I am truly blessed. My hubby made darn sure that I was pampered through and through today. He bought me a beautiful bouquet of tulips, some chocolates, took me to dinner at one of my favorite restaurants and that was all before today. Today, he took me to lunch, allowed me some time to go take pictures, and then allowed me to go eat dinner with a friend. He did all of this and not once did he let on that he was hurting inside and that this was a really hard day for him.
I knew that in church this morning that this day was affecting him when he cried during the prayer for moms. I knew that he was really quiet for a large part of the day. I should have stayed home with him instead of going to dinner with my friend. He wanted to snuggle on the couch tonight and I did so for a while but then I moved down to give him the room I thought he might want/need.
Reality is that I tried to stay really busy today so that I didn't have to think about the fact that this day was a hard day. I was selfish. I really didn't mean to be but I was. I didn't call and talk to my father-in-law although I thought about him lots throughout the day. I briefly talked to one of my sil's but found myself getting emotional so I tried to cut it short. I didn't want to think about how much I missed Mom Pipes.
I love my hubby so much and I love the sacrifices he made for me to have a great Mom's day. He went above and beyond and it meant so much to me. He was sweet and thoughtful and kind and considerate and totally and completely selfless.
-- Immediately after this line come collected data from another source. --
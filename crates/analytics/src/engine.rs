use crate::error::AnalyticsError;
use crate::report::PerformanceReport;

/// A stateless calculator for deriving performance metrics from a
/// chronologically-ordered value series.
///
/// Every method is a pure function of its inputs; no state is shared
/// between the portfolio and benchmark computations.
#[derive(Debug, Default)]
pub struct AnalyticsEngine {}

impl AnalyticsEngine {
    pub fn new() -> Self {
        Self::default()
    }

    /// The main entry point: computes the full report for one value series.
    ///
    /// Period returns are derived from adjacent value ratios; the series
    /// itself is the source of truth for CAGR and drawdown.
    pub fn calculate(
        &self,
        values: &[f64],
        periods_per_year: u32,
    ) -> Result<PerformanceReport, AnalyticsError> {
        if values.is_empty() {
            return Err(AnalyticsError::InvalidInput(
                "value series is empty".to_string(),
            ));
        }

        let returns = period_returns(values);

        let cagr = self.cagr(values, periods_per_year)?;
        let max_drawdown = self.max_drawdown(values)?;
        let initial = values[0];
        let final_value = values[values.len() - 1];

        Ok(PerformanceReport {
            final_value,
            total_return: final_value / initial - 1.0,
            cagr,
            volatility: self.volatility(&returns, periods_per_year),
            max_drawdown,
            sharpe_ratio: self.sharpe_ratio(&returns, periods_per_year),
            sortino_ratio: self.sortino_ratio(&returns, periods_per_year),
            calmar_ratio: self.calmar_ratio(cagr, max_drawdown),
        })
    }

    /// Compound annual growth rate:
    /// `(final / initial)^(periods_per_year / n) - 1`.
    ///
    /// A non-positive start or end value makes the fractional power
    /// undefined, so both are rejected, as is an empty series.
    pub fn cagr(&self, values: &[f64], periods_per_year: u32) -> Result<f64, AnalyticsError> {
        let n = values.len();
        if n == 0 {
            return Err(AnalyticsError::InvalidInput(
                "CAGR needs at least one period".to_string(),
            ));
        }
        let initial = values[0];
        let final_value = values[n - 1];
        if initial <= 0.0 || final_value <= 0.0 {
            return Err(AnalyticsError::InvalidInput(format!(
                "CAGR needs positive start and end values, got {initial} and {final_value}"
            )));
        }

        let years = n as f64 / periods_per_year as f64;
        Ok((final_value / initial).powf(1.0 / years) - 1.0)
    }

    /// Maximum drawdown: the minimum over all periods of
    /// `value / running_peak - 1`. Always <= 0; exactly 0 for a
    /// non-decreasing series, including a series of length 1.
    pub fn max_drawdown(&self, values: &[f64]) -> Result<f64, AnalyticsError> {
        if values.is_empty() {
            return Err(AnalyticsError::InvalidInput(
                "drawdown needs at least one period".to_string(),
            ));
        }

        let mut peak = values[0];
        let mut max_drawdown = 0.0_f64;
        for &value in values {
            if value > peak {
                peak = value;
            }
            // A non-positive peak means the series never had a positive
            // value to draw down from; skip rather than divide by zero.
            if peak > 0.0 {
                max_drawdown = max_drawdown.min(value / peak - 1.0);
            }
        }

        Ok(max_drawdown)
    }

    /// Annualized Sharpe ratio over PERIOD RETURNS:
    /// `mean / stdev * sqrt(periods_per_year)`, with the sample standard
    /// deviation (N-1).
    ///
    /// Zero volatility (constant returns, or fewer than two returns) yields
    /// exactly 0.0 rather than NaN or infinity; callers rely on this.
    pub fn sharpe_ratio(&self, returns: &[f64], periods_per_year: u32) -> f64 {
        let stdev = sample_stdev(returns);
        if stdev == 0.0 {
            return 0.0;
        }
        mean(returns) / stdev * (periods_per_year as f64).sqrt()
    }

    /// Annualized sample standard deviation of period returns.
    pub fn volatility(&self, returns: &[f64], periods_per_year: u32) -> f64 {
        sample_stdev(returns) * (periods_per_year as f64).sqrt()
    }

    /// Annualized Sortino ratio: mean return over the root-mean-square of
    /// the negative returns. `None` when the series has no down periods.
    pub fn sortino_ratio(&self, returns: &[f64], periods_per_year: u32) -> Option<f64> {
        let downside: Vec<f64> = returns.iter().copied().filter(|r| *r < 0.0).collect();
        if downside.is_empty() {
            return None;
        }
        let downside_rms =
            (downside.iter().map(|r| r * r).sum::<f64>() / downside.len() as f64).sqrt();
        if downside_rms == 0.0 {
            return None;
        }
        Some(mean(returns) / downside_rms * (periods_per_year as f64).sqrt())
    }

    /// Calmar ratio: CAGR over the magnitude of the max drawdown. `None`
    /// when there was no drawdown to divide by.
    pub fn calmar_ratio(&self, cagr: f64, max_drawdown: f64) -> Option<f64> {
        if max_drawdown >= 0.0 {
            return None;
        }
        Some(cagr / max_drawdown.abs())
    }
}

/// Derives per-period returns from adjacent values. A non-positive prior
/// value has no meaningful ratio and contributes a 0 return.
fn period_returns(values: &[f64]) -> Vec<f64> {
    values
        .windows(2)
        .map(|w| if w[0] > 0.0 { w[1] / w[0] - 1.0 } else { 0.0 })
        .collect()
}

fn mean(values: &[f64]) -> f64 {
    if values.is_empty() {
        return 0.0;
    }
    values.iter().sum::<f64>() / values.len() as f64
}

/// Sample standard deviation (N-1 denominator, an explicit convention
/// choice). 0.0 for fewer than two values.
fn sample_stdev(values: &[f64]) -> f64 {
    let n = values.len();
    if n < 2 {
        return 0.0;
    }
    let mu = mean(values);
    let variance = values.iter().map(|v| (v - mu) * (v - mu)).sum::<f64>() / (n - 1) as f64;
    variance.sqrt()
}

#[cfg(test)]
mod tests {
    use super::*;
    use approx::assert_relative_eq;

    fn engine() -> AnalyticsEngine {
        AnalyticsEngine::new()
    }

    #[test]
    fn cagr_of_a_doubling_year_is_exactly_one() {
        // A 12-entry monthly series that doubles: (2)^(12/12) - 1 = 1.0.
        let values = [
            100.0, 104.0, 111.0, 118.0, 124.0, 131.0, 140.0, 152.0, 165.0, 178.0, 190.0, 200.0,
        ];
        let cagr = engine().cagr(&values, 12).unwrap();
        assert_eq!(cagr, 1.0);
    }

    #[test]
    fn cagr_rejects_non_positive_values() {
        let e = engine();
        assert!(e.cagr(&[-100.0, 50.0], 12).is_err());
        assert!(e.cagr(&[100.0, 0.0], 12).is_err());
        assert!(e.cagr(&[], 12).is_err());
    }

    #[test]
    fn cagr_annualizes_with_periods_per_year() {
        // 6 monthly periods ending at 2x: (2)^(12/6) - 1 = 3.0.
        let values = [100.0, 110.0, 120.0, 140.0, 170.0, 200.0];
        let cagr = engine().cagr(&values, 12).unwrap();
        assert_relative_eq!(cagr, 3.0, epsilon = 1e-12);
    }

    #[test]
    fn max_drawdown_is_zero_for_non_decreasing_series() {
        let e = engine();
        assert_eq!(e.max_drawdown(&[100.0]).unwrap(), 0.0);
        assert_eq!(e.max_drawdown(&[100.0, 100.0, 150.0, 150.0]).unwrap(), 0.0);
    }

    #[test]
    fn max_drawdown_finds_the_worst_peak_to_trough() {
        let values = [100.0, 120.0, 90.0, 105.0, 60.0, 80.0];
        let dd = engine().max_drawdown(&values).unwrap();
        assert_relative_eq!(dd, 60.0 / 120.0 - 1.0, max_relative = 1e-12);
        assert!(dd <= 0.0);
    }

    #[test]
    fn sharpe_is_exactly_zero_for_constant_returns() {
        let e = engine();
        assert_eq!(e.sharpe_ratio(&[0.01; 24], 12), 0.0);
        assert_eq!(e.sharpe_ratio(&[0.01], 12), 0.0);
        assert_eq!(e.sharpe_ratio(&[], 12), 0.0);
    }

    #[test]
    fn sharpe_uses_sample_stdev_and_annualizes() {
        let returns = [0.02, -0.01, 0.03, 0.00];
        let mu = 0.01;
        // Sample variance with N-1 = 3.
        let var = (0.01f64.powi(2) + 0.02f64.powi(2) + 0.02f64.powi(2) + 0.01f64.powi(2)) / 3.0;
        let expected = mu / var.sqrt() * 12f64.sqrt();
        assert_relative_eq!(
            engine().sharpe_ratio(&returns, 12),
            expected,
            max_relative = 1e-12
        );
    }

    #[test]
    fn sortino_is_none_without_down_periods() {
        assert_eq!(engine().sortino_ratio(&[0.01, 0.02, 0.0], 12), None);
    }

    #[test]
    fn calmar_is_none_without_drawdown() {
        let e = engine();
        assert_eq!(e.calmar_ratio(0.10, 0.0), None);
        assert_relative_eq!(e.calmar_ratio(0.10, -0.25).unwrap(), 0.4);
    }

    #[test]
    fn calculate_aggregates_all_metrics() {
        let values = [100.0, 105.0, 99.0, 110.0, 108.0];
        let report = engine().calculate(&values, 12).unwrap();

        assert_relative_eq!(report.final_value, 108.0);
        assert_relative_eq!(report.total_return, 0.08, max_relative = 1e-12);
        assert!(report.max_drawdown < 0.0);
        assert!(report.sharpe_ratio != 0.0);
        assert!(report.sortino_ratio.is_some());
        assert!(report.calmar_ratio.is_some());
    }

    #[test]
    fn calculate_rejects_empty_series() {
        assert!(matches!(
            engine().calculate(&[], 12),
            Err(AnalyticsError::InvalidInput(_))
        ));
    }
}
I am so blessed to have this man in my life. Even without all the hoopla, I still would feel blessed and love him just as much as I do now.

Saturday, May 8, 2010

Mother's Day

Usually on Mother's Day, I get a card (sometimes) and/or lunch out or maybe dinner out the night before. I rarely get cut flowers. My husband believes that a plant will last longer and I agree most of the time. But... There are those times when a woman just needs some cut flowers in her life.
Today, I had to take the middle son to get his eyes examined and get him some new glasses and apparently, my oldest and my husband had been doing some talking. My oldest feigned that he was too tired to go with me today and just wanted to hang out at the house. That struck me as being a little odd but since he has been staying up late, I brushed it off and went on to do what I had to do. I was quite suspicious though later in the day when my hubby kept asking who was with me. Normally, he doesn't worry about it.
When I got home, I walked through to my room and looked at the mail. Then I went back to the living room. The boys were all grinning and telling me how oblivious I was to things. I looked around and noticed the house was still messy and then as I rounded the corner, the flowers caught my eye. I started crying immediately. They all laughed at me and I promptly called my hubby. I couldn't believe he had done that. He said it was Mother's Day. As if that explained it all.
When my hubby gives me flowers then I know that I have received something special and from his heart. It was totally unexpected and such a treat. Not only that, it came with a box of chocolates so he did REALLY good!!! I am a happy wife and momma!